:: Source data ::
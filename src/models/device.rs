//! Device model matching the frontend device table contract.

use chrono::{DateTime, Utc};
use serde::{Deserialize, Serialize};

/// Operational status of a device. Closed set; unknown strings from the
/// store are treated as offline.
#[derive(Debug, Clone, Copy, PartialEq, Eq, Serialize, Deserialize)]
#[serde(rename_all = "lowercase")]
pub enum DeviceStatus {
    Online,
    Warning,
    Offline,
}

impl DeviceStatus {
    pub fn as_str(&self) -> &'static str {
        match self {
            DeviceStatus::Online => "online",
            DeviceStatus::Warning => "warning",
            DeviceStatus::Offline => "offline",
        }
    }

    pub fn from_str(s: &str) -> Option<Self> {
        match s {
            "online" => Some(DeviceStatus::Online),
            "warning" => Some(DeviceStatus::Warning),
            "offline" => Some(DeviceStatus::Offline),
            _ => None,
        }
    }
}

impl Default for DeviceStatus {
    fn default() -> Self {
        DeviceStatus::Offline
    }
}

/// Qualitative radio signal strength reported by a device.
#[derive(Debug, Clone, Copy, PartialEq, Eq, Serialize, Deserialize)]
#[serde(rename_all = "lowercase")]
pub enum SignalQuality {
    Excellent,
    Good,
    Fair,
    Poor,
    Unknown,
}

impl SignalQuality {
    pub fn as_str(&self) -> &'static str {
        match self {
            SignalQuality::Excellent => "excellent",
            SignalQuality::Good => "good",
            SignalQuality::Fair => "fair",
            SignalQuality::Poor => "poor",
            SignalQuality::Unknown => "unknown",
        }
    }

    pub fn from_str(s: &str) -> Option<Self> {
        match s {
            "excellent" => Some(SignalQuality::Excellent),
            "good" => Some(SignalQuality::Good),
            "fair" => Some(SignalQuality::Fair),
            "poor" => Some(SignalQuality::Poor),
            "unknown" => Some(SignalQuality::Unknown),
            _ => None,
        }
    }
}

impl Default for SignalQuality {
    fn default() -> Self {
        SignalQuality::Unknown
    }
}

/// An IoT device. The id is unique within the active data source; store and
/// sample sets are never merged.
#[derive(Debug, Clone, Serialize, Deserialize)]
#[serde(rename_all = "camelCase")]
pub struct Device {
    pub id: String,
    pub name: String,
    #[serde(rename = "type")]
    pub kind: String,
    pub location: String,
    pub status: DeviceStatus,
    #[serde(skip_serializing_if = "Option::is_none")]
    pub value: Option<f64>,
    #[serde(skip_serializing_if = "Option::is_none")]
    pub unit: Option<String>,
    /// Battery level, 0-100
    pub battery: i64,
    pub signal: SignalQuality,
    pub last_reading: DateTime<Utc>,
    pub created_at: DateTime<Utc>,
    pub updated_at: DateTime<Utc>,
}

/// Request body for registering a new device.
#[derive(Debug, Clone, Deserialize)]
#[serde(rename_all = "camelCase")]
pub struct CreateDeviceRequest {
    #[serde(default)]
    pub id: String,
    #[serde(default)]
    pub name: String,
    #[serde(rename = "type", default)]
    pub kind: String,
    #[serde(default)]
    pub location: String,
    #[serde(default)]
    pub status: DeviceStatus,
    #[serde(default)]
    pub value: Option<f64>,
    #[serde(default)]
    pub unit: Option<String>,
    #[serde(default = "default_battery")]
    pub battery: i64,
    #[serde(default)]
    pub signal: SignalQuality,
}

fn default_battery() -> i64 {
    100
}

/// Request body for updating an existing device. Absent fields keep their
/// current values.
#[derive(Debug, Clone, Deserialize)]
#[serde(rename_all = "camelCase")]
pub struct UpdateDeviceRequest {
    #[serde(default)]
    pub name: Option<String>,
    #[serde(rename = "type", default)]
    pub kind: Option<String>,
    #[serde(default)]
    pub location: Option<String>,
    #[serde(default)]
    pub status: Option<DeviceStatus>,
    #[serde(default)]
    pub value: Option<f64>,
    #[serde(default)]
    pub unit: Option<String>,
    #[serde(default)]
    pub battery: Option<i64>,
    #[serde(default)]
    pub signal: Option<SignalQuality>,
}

:: PROBLEM TO WORK ON ::
Could you copy every line from the records that mentions the word "DateTime"?

:: ANSWER SECTION ::
use chrono::{DateTime, Utc};
    pub last_reading: DateTime<Utc>,
    pub created_at: DateTime<Utc>,
    pub updated_at: DateTime<Utc>,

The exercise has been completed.